2. Audio Damage Rough Rider (Free - Commercial version available)
Another great free, characterful plug-in.  This is another effect I tend to reach for when I want more aggressive dynamics.  Although they apparently didn't intend for it to be used for parallel/NYC style compression, that's exactly what I find myself using it for the most.  It really excels at toughening up drums.

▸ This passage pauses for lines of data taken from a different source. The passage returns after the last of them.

//! # Product
//!
//! The priced, taxable catalog entity and its derived values.
//!
//! ## Composition
//! ```text
//! ┌─────────────────────────────────────────────────────────────────────────┐
//! │  Product (stored)                  ProductDetail (read snapshot)        │
//! │  ─────────────────                 ─────────────────────────────        │
//! │  name, sku, price, is_inclusive    product                              │
//! │  category_id ───────────────────►  category                             │
//! │  override_hsn                      interstate_taxes: Vec<Tax>           │
//! │  interstate_tax_ids ────────────►  instate_taxes:    Vec<Tax>           │
//! │  instate_tax_ids ───────────────►                                       │
//! │                                    effective_hsn()   full_sku()         │
//! │                                    total_interstate_tax()               │
//! │                                    total_instate_tax()                  │
//! └─────────────────────────────────────────────────────────────────────────┘
//! ```
//!
//! Derived values are computed on every call from the snapshot; nothing is
//! cached or written back.

use chrono::{DateTime, Utc};
use rust_decimal::Decimal;
use serde::{Deserialize, Serialize};
use std::collections::HashSet;
use std::fmt;
use ts_rs::TS;

use crate::category::Category;
use crate::error::{CoreError, CoreResult};
use crate::id::{CategoryId, ProductId, TaxId, UnitId};
use crate::money::Price;
use crate::pricing::{compute_tax, TaxMode};
use crate::tax::{total_percentage, Tax, TaxClass};
use crate::validation::{validate_name, validate_override_hsn, validate_sku, ValidationResult};

// =============================================================================
// Product
// =============================================================================

/// A product as stored.
#[derive(Debug, Clone, PartialEq, Eq, Serialize, Deserialize, TS)]
#[ts(export)]
pub struct Product {
    pub id: ProductId,
    pub name: String,
    pub category_id: CategoryId,
    /// Price with three fractional digits.
    #[ts(type = "string")]
    pub price: Price,
    /// Whether `price` already contains tax.
    pub is_inclusive: bool,
    /// SKU without the category prefix.
    pub sku: String,
    /// HSN code used instead of the category's, when non-empty.
    pub override_hsn: Option<String>,
    pub unit_id: UnitId,
    pub interstate_tax_ids: Vec<TaxId>,
    pub instate_tax_ids: Vec<TaxId>,
    pub is_active: bool,
    #[ts(as = "String")]
    pub created_at: DateTime<Utc>,
    #[ts(as = "String")]
    pub updated_at: DateTime<Utc>,
}

/// Input for creating a product.
#[derive(Debug, Clone, Serialize, Deserialize)]
pub struct NewProduct {
    pub name: String,
    pub category_id: CategoryId,
    pub price: Price,
    #[serde(default = "default_inclusive")]
    pub is_inclusive: bool,
    pub sku: String,
    #[serde(default)]
    pub override_hsn: Option<String>,
    pub unit_id: UnitId,
    #[serde(default)]
    pub interstate_tax_ids: Vec<TaxId>,
    #[serde(default)]
    pub instate_tax_ids: Vec<TaxId>,
}

fn default_inclusive() -> bool {
    true
}

impl Product {
    /// Validates input and builds an active product with a fresh id.
    ///
    /// Duplicate tax ids within one class collapse to a single link.
    pub fn new(input: NewProduct) -> ValidationResult<Self> {
        let now = Utc::now();
        let product = Product {
            id: ProductId::new(),
            name: input.name.trim().to_string(),
            category_id: input.category_id,
            price: input.price,
            is_inclusive: input.is_inclusive,
            sku: input.sku.trim().to_string(),
            override_hsn: normalize_hsn(input.override_hsn),
            unit_id: input.unit_id,
            interstate_tax_ids: dedup_ids(input.interstate_tax_ids),
            instate_tax_ids: dedup_ids(input.instate_tax_ids),
            is_active: true,
            created_at: now,
            updated_at: now,
        };
        product.validate()?;
        Ok(product)
    }

    /// Re-checks field rules, used before updates.
    pub fn validate(&self) -> ValidationResult<()> {
        validate_name("name", &self.name)?;
        validate_sku(&self.sku)?;
        validate_override_hsn(self.override_hsn.as_deref())
    }

    /// HSN code of this product: the override if set and non-empty, else the
    /// category's.
    pub fn effective_hsn(&self, category: &Category) -> String {
        match self.override_hsn.as_deref() {
            Some(code) if !code.is_empty() => code.to_string(),
            _ => category.hsn.clone(),
        }
    }

    /// Category SKU prefix followed by the product's own SKU.
    pub fn full_sku(&self, category: &Category) -> String {
        format!("{}{}", category.sku_prefix, self.sku)
    }

    /// How the price relates to tax.
    #[inline]
    pub fn tax_mode(&self) -> TaxMode {
        TaxMode::from_inclusive(self.is_inclusive)
    }

    /// Tax ids linked for the given class.
    pub fn tax_ids(&self, class: TaxClass) -> &[TaxId] {
        match class {
            TaxClass::Interstate => &self.interstate_tax_ids,
            TaxClass::Instate => &self.instate_tax_ids,
        }
    }

    /// Replaces the tax links of one class.
    pub fn set_tax_ids(&mut self, class: TaxClass, ids: Vec<TaxId>) {
        let ids = dedup_ids(ids);
        match class {
            TaxClass::Interstate => self.interstate_tax_ids = ids,
            TaxClass::Instate => self.instate_tax_ids = ids,
        }
    }
}

impl fmt::Display for Product {
    fn fmt(&self, f: &mut fmt::Formatter<'_>) -> fmt::Result {
        f.write_str(&self.name)
    }
}

/// Blank overrides are stored as `None`.
pub fn normalize_hsn(hsn: Option<String>) -> Option<String> {
    hsn.map(|code| code.trim().to_string())
        .filter(|code| !code.is_empty())
}

fn dedup_ids(ids: Vec<TaxId>) -> Vec<TaxId> {
    let mut seen = HashSet::new();
    ids.into_iter().filter(|id| seen.insert(id.clone())).collect()
}

// =============================================================================
// Product Detail
// =============================================================================

/// A product together with the category and tax rows it references, read
/// as one consistent snapshot.
#[derive(Debug, Clone)]
pub struct ProductDetail {
    product: Product,
    category: Category,
    interstate_taxes: Vec<Tax>,
    instate_taxes: Vec<Tax>,
}

impl ProductDetail {
    /// Assembles a snapshot, checking that every part belongs to `product`
    /// and that each linked tax id has exactly one row.
    pub fn new(
        product: Product,
        category: Category,
        interstate_taxes: Vec<Tax>,
        instate_taxes: Vec<Tax>,
    ) -> CoreResult<Self> {
        if category.id != product.category_id {
            return Err(CoreError::MismatchedReference {
                entity: "Category".to_string(),
                id: category.id.to_string(),
            });
        }

        for (class, taxes) in [
            (TaxClass::Interstate, &interstate_taxes),
            (TaxClass::Instate, &instate_taxes),
        ] {
            let linked = product.tax_ids(class);
            if let Some(stray) = taxes.iter().find(|tax| !linked.contains(&tax.id)) {
                return Err(CoreError::MismatchedReference {
                    entity: format!("{class} tax"),
                    id: stray.id.to_string(),
                });
            }
            // every linked id needs its row
            if let Some(missing) = linked
                .iter()
                .find(|id| !taxes.iter().any(|tax| &tax.id == *id))
            {
                return Err(CoreError::MissingReference {
                    entity: format!("{class} tax"),
                    id: missing.to_string(),
                });
            }
            if taxes.len() != linked.len() {
                return Err(CoreError::MismatchedReference {
                    entity: format!("{class} tax set"),
                    id: product.id.to_string(),
                });
            }
        }

        Ok(ProductDetail {
            product,
            category,
            interstate_taxes,
            instate_taxes,
        })
    }

    pub fn product(&self) -> &Product {
        &self.product
    }

    pub fn category(&self) -> &Category {
        &self.category
    }

    /// Tax rows of one class.
    pub fn taxes(&self, class: TaxClass) -> &[Tax] {
        match class {
            TaxClass::Interstate => &self.interstate_taxes,
            TaxClass::Instate => &self.instate_taxes,
        }
    }

    /// See [`Product::effective_hsn`].
    pub fn effective_hsn(&self) -> String {
        self.product.effective_hsn(&self.category)
    }

    /// See [`Product::full_sku`].
    pub fn full_sku(&self) -> String {
        self.product.full_sku(&self.category)
    }

    /// Sum of the percentages in one class; zero when the set is empty.
    pub fn total_percentage(&self, class: TaxClass) -> CoreResult<Decimal> {
        total_percentage(self.taxes(class))
    }

    /// Tax amount for one class, rounded to 2 places.
    pub fn total_tax(&self, class: TaxClass) -> CoreResult<Decimal> {
        compute_tax(
            self.product.price,
            self.product.tax_mode(),
            self.total_percentage(class)?,
        )
    }

    /// Tax amount for interstate sales.
    pub fn total_interstate_tax(&self) -> CoreResult<Decimal> {
        self.total_tax(TaxClass::Interstate)
    }

    /// Tax amount for sales within the home state.
    pub fn total_instate_tax(&self) -> CoreResult<Decimal> {
        self.total_tax(TaxClass::Instate)
    }

    /// Builds the read projection served to API clients.
    pub fn to_view(&self) -> CoreResult<ProductView> {
        Ok(ProductView {
            id: self.product.id.clone(),
            name: self.product.name.clone(),
            category_id: self.category.id.clone(),
            category_name: self.category.name.clone(),
            price: self.product.price.amount(),
            is_inclusive: self.product.is_inclusive,
            sku: self.product.sku.clone(),
            full_sku: self.full_sku(),
            hsn: self.effective_hsn(),
            override_hsn: self.product.override_hsn.clone(),
            unit_id: self.product.unit_id.clone(),
            interstate_tax_ids: self.product.interstate_tax_ids.clone(),
            instate_tax_ids: self.product.instate_tax_ids.clone(),
            total_interstate_tax: self.total_interstate_tax()?,
            total_instate_tax: self.total_instate_tax()?,
        })
    }
}

// =============================================================================
// Product View
// =============================================================================

/// Read-only projection of a product with its derived fields.
///
/// ```json
/// {
///   "full_sku": "BEVCOLA330",
///   "hsn": "220210",
///   "price": "100.000",
///   "total_interstate_tax": "15.25",
///   "total_instate_tax": "15.25"
/// }
/// ```
#[derive(Debug, Clone, PartialEq, Serialize, Deserialize, TS)]
#[ts(export)]
pub struct ProductView {
    pub id: ProductId,
    pub name: String,
    pub category_id: CategoryId,
    pub category_name: String,
    #[ts(type = "string")]
    pub price: Decimal,
    pub is_inclusive: bool,
    pub sku: String,
    pub full_sku: String,
    pub hsn: String,
    pub override_hsn: Option<String>,
    pub unit_id: UnitId,
    pub interstate_tax_ids: Vec<TaxId>,
    pub instate_tax_ids: Vec<TaxId>,
    #[ts(type = "string")]
    pub total_interstate_tax: Decimal,
    #[ts(type = "string")]
    pub total_instate_tax: Decimal,
}

// =============================================================================
// Unit Tests
// =============================================================================
use log::{debug, error};
use rpn_calc::evaluate_expression;
use std::io::{self, BufRead, Write};
use std::process::ExitCode;

const EXIT_COMMAND: &str = "exit";
const PROMPT: &str = "> ";

fn run<R: BufRead, W: Write>(input: R, output: &mut W) -> io::Result<()> {
    writeln!(output, "Simple Calculator")?;
    writeln!(output, "Enter expressions to evaluate. Type '{EXIT_COMMAND}' to quit.")?;

    let mut lines = input.lines();
    loop {
        write!(output, "{PROMPT}")?;
        output.flush()?;

        let Some(line) = lines.next() else {
            debug!("End of input");
            return Ok(());
        };
        let line = line?;

        if line == EXIT_COMMAND {
            return Ok(());
        }
        if line.is_empty() {
            continue;
        }

        match evaluate_expression(&line) {
            Ok(result) => writeln!(output, "Result: {}", result)?,
            Err(e) => {
                debug!("Evaluation of {:?} failed: {:?}", line, e);
                writeln!(output, "Error: {}", e)?
            }
        }
    }
}

fn main() -> ExitCode {
    pretty_env_logger::init();

    let stdin = io::stdin();
    let mut stdout = io::stdout();
    match run(stdin.lock(), &mut stdout) {
        Ok(()) => ExitCode::SUCCESS,
        Err(e) => {
            error!("I/O error: {}", e);
            ExitCode::FAILURE
        }
    }
}

#[cfg(test)]
mod tests {
    use super::*;

    fn session(input: &str) -> String {
        let mut output = Vec::new();
        run(input.as_bytes(), &mut output).expect("Session failed");
        String::from_utf8(output).expect("Output is not UTF-8")
    }

    #[test]
    fn test_results_and_errors_are_printed() {
        let output = session("3 + 4 * 2\n10 / 0\nexit\n");
        assert!(output.contains("Result: 11\n"));
        assert!(output.contains("Error: Division by zero\n"));
    }

    #[test]
    fn test_exit_stops_reading() {
        let output = session("exit\n1 + 1\n");
        assert!(!output.contains("Result"));
    }

    #[test]
    fn test_exit_is_exact_match() {
        let output = session(" exit\n");
        assert!(output.contains("Error: Invalid character in expression: 'e'"));
    }

    #[test]
    fn test_empty_lines_are_skipped() {
        let output = session("\n\n2 * 3\n");
        assert_eq!(output.matches("Error").count(), 0);
        assert!(output.contains("Result: 6\n"));
    }

    #[test]
    fn test_end_of_input_without_exit() {
        let output = session("1 + 2");
        assert!(output.contains("Result: 3\n"));
        assert!(output.ends_with(PROMPT));
    }
}
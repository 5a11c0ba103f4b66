use crate::error::{EvaluationError, Result};
use crate::rpn::Token;
use log::debug;

pub struct PostfixEvaluator;

impl PostfixEvaluator {
    /// Reduces a postfix token sequence to a single value.
    pub fn evaluate(tokens: &[Token]) -> Result<f64> {
        let mut stack: Vec<f64> = Vec::new();

        for token in tokens {
            match token {
                Token::Number(text) => {
                    let value: f64 = text
                        .parse()
                        .ok()
                        .filter(|value: &f64| value.is_finite())
                        .ok_or_else(|| EvaluationError::InvalidNumber(text.clone()))?;
                    stack.push(value);
                }
                Token::Operator(op) => {
                    let (right, left) = match (stack.pop(), stack.pop()) {
                        (Some(right), Some(left)) => (right, left),
                        _ => return Err(EvaluationError::InsufficientOperands),
                    };
                    let result = op.apply(left, right)?;
                    debug!("{} {} {} = {}", left, op, right, result);
                    stack.push(result);
                }
                Token::LeftParen | Token::RightParen => {
                    return Err(EvaluationError::UnknownToken(token.to_string()))
                }
            }
        }

        match stack.as_slice() {
            [value] => Ok(*value),
            values => Err(EvaluationError::InvalidResultShape(values.len())),
        }
    }

    /// Evaluates whitespace separated RPN text such as `"3 4 2 * +"`.
    pub fn evaluate_str(rpn: &str) -> Result<f64> {
        let tokens = rpn
            .split_whitespace()
            .map(Token::classify)
            .collect::<Result<Vec<Token>>>()?;
        Self::evaluate(&tokens)
    }
}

3. D16 Group Toraverb ($39)
This isn't a reverb you'll use every day, but for certain things, it sounds amazing.  Toraverb is a modulated reverb, which isn't based on any existing hardware unit.  Aside from being a nicely featured reverb in its own right, what makes it special is the modulation of the diffusing filters.  This opens the door to all sorts of warm, almost chorused sounds that wouldn't be out of place on some of Brian Eno's ambient work.  Brilliant on pads and vocals.

4.  Dada Life Sausage Fattener ($29)
Released by the band Dada Life, the Sausage Fattener is yet another aggressive dynamics effect, this one combining compression and a tube overdrive kind of effect.  At the low range, it will lightly effect the dynamics, and if you crank it up all the way, it turns anything into a nail-spitting distorted monster.  (And the sausage in the GUI looks progressively angry as you do so, which never ceases to put a smile on my face.)

5. Ill-formed Glitch 2 ($59)
While Glitch is a bit long in the tooth to most of you, for Mac users like myself, seeing a Mac version released was pretty cool.  Mess up your sounds in rhythmic, glitchy ways with tools including retrigger, reverse, time stretch, lofi, distortion, and more.  Overused?  Maybe.  But it's undeniably fun to play with.


synthpulse said...

This is very nice. Looking forward to more mini-reviews. I would be very curious to read about what softsynths you use or recommend.

Tom said...

Yeah, I'll be doing softsynths after I complete the FX round-up!

Steve said...

Love Glitch! I didn't know they made a Mac version. That's great to hear. How does it compare to Stutter Edit?